Entries shown Start Marker

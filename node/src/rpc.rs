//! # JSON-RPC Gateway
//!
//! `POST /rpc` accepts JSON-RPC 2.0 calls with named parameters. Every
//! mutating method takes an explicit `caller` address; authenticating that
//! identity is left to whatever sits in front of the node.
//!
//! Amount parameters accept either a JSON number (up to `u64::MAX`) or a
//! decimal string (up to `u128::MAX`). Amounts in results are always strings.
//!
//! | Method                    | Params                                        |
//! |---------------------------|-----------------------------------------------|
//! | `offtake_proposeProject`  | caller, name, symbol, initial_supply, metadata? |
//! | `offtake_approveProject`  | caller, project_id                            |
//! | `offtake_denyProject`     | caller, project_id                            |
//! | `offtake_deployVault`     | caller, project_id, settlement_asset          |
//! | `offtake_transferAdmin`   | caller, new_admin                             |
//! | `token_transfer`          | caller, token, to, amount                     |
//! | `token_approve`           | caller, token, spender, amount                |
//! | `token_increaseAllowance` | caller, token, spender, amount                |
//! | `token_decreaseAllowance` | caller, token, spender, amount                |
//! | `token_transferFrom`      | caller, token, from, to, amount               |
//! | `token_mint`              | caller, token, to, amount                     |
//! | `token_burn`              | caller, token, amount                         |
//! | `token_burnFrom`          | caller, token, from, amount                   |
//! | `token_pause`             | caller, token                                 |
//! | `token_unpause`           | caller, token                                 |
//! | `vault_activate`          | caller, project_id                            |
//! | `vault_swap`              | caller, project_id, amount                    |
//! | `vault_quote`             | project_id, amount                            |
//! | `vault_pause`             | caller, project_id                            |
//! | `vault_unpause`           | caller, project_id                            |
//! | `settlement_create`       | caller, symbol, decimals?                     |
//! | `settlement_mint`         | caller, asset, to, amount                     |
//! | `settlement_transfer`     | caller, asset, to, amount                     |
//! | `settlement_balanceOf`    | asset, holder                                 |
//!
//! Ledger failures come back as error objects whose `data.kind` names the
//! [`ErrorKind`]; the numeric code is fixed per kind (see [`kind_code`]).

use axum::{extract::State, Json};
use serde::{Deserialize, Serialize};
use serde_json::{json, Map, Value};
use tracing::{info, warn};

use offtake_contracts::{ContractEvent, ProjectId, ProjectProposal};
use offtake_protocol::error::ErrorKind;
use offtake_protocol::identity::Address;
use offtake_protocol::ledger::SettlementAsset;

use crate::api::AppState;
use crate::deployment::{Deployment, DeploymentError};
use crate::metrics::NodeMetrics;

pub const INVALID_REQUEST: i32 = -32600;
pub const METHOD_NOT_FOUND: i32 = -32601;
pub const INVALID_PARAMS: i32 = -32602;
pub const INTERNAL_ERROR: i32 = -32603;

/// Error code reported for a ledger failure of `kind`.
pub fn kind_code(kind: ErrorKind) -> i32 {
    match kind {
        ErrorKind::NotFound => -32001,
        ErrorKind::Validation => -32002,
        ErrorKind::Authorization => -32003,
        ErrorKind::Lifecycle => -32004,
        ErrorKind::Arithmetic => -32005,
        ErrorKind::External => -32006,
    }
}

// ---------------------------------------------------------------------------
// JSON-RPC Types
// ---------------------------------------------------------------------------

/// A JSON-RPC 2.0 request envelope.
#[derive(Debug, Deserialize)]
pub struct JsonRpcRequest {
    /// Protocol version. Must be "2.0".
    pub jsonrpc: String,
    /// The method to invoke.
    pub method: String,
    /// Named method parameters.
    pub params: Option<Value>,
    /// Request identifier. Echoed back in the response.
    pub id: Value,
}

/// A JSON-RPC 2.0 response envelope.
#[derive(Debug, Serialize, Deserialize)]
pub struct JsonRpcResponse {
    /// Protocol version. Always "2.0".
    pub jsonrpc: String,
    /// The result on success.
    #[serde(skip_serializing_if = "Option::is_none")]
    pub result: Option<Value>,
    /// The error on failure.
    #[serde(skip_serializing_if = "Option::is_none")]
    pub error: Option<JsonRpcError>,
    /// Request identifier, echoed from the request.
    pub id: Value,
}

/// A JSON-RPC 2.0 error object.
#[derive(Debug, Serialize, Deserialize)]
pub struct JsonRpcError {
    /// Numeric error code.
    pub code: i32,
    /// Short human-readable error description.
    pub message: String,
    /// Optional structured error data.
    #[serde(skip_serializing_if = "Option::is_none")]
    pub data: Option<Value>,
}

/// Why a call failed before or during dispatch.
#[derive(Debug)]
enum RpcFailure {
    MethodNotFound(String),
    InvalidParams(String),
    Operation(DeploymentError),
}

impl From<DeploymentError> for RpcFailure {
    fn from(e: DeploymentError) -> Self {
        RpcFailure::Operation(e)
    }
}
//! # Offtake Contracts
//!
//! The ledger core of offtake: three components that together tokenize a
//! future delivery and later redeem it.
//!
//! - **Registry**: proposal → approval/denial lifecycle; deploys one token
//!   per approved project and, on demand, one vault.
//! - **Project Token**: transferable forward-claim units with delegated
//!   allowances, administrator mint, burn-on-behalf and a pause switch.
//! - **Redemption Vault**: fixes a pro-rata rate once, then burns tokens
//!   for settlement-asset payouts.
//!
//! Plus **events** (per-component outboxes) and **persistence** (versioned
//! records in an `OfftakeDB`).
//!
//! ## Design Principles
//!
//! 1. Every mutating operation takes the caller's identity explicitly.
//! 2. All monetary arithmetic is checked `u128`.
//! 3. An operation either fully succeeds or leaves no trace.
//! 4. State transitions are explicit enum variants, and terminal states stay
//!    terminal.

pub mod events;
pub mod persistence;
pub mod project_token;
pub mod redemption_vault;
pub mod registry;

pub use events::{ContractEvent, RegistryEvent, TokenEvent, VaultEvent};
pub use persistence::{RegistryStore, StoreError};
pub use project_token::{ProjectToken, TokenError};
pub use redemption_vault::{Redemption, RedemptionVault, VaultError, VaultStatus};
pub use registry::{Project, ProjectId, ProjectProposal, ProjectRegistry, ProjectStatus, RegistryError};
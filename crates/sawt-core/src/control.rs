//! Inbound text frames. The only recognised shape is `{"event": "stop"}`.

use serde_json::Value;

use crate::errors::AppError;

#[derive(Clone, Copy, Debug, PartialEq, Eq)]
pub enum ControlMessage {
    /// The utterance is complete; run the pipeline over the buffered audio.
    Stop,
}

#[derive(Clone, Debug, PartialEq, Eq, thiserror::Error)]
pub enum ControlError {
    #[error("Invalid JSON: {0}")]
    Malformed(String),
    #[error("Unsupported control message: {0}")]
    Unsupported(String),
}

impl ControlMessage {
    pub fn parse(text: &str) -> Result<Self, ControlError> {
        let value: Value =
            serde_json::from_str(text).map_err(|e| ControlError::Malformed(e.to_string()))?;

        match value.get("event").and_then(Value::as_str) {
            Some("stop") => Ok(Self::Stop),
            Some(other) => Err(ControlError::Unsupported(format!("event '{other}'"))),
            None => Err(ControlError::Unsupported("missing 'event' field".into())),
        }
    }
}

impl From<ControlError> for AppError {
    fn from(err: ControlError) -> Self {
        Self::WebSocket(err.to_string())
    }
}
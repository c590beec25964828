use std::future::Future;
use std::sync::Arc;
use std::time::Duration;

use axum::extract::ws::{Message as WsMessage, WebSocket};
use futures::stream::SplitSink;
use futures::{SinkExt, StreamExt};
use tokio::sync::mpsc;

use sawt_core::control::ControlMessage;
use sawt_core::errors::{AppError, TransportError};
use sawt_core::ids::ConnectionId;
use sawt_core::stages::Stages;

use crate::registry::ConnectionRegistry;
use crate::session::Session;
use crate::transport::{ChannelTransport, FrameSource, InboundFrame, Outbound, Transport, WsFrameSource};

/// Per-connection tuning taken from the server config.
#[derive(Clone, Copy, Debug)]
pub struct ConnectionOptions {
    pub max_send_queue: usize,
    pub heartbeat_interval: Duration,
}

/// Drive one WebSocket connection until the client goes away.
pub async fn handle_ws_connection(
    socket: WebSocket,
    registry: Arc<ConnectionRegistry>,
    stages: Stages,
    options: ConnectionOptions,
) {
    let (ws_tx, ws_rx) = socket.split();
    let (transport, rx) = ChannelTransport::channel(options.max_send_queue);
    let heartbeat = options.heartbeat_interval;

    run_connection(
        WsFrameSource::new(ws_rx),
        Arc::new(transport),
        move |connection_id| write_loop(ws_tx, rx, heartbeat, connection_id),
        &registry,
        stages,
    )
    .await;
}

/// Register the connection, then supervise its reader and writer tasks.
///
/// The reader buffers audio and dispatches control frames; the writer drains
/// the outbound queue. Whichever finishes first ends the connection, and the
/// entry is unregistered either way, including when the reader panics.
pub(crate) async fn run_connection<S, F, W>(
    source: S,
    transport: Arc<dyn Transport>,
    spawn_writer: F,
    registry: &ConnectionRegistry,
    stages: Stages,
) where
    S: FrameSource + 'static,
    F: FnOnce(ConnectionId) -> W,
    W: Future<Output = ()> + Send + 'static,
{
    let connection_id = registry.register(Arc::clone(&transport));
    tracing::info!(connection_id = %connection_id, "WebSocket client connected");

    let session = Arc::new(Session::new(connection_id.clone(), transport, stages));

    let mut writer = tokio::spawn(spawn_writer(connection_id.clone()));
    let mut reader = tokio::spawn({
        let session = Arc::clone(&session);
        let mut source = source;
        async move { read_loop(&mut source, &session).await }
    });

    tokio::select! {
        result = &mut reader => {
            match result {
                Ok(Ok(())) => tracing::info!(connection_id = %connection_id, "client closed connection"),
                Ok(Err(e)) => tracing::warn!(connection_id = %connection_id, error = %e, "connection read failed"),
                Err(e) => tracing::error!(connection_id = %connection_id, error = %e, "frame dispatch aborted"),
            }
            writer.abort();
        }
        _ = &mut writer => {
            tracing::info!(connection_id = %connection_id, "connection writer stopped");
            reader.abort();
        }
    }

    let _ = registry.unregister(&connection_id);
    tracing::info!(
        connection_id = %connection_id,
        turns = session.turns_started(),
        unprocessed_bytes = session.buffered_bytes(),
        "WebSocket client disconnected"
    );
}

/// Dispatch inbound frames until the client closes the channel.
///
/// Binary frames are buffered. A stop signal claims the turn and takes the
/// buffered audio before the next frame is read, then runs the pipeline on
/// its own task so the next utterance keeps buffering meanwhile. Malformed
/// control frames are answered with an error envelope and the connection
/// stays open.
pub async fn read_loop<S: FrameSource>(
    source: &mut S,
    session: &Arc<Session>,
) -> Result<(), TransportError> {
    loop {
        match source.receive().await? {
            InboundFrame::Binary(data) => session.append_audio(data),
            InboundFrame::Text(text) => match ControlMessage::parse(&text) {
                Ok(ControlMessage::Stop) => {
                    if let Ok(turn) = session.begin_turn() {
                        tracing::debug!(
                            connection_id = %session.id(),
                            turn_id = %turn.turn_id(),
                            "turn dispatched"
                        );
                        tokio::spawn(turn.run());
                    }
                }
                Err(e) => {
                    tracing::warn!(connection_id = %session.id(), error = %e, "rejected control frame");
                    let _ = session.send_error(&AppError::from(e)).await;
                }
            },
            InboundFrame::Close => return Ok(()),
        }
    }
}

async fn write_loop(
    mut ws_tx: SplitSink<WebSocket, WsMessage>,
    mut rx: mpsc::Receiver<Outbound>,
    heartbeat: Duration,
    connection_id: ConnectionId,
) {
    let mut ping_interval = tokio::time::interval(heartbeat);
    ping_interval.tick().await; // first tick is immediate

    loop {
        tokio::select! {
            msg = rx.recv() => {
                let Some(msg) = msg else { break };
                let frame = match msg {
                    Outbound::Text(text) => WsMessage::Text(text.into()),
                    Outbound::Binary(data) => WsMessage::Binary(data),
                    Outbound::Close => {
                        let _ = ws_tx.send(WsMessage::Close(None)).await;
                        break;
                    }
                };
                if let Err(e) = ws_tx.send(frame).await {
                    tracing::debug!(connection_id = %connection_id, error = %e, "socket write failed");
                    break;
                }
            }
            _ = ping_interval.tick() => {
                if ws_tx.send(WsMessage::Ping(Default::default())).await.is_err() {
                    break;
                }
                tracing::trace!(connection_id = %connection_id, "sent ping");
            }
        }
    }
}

Entries shown End Marker

When you reach the line containing "let _ = registry.unregister(&connection_id);" in the data above, start copying exactly, and stop after the line containing "buffering meanwhile. Malformed".

    let _ = registry.unregister(&connection_id);
    tracing::info!(
        connection_id = %connection_id,
        turns = session.turns_started(),
        unprocessed_bytes = session.buffered_bytes(),
        "WebSocket client disconnected"
    );
}

/// Dispatch inbound frames until the client closes the channel.
///
/// Binary frames are buffered. A stop signal claims the turn and takes the
/// buffered audio before the next frame is read, then runs the pipeline on
/// its own task so the next utterance keeps buffering meanwhile. Malformed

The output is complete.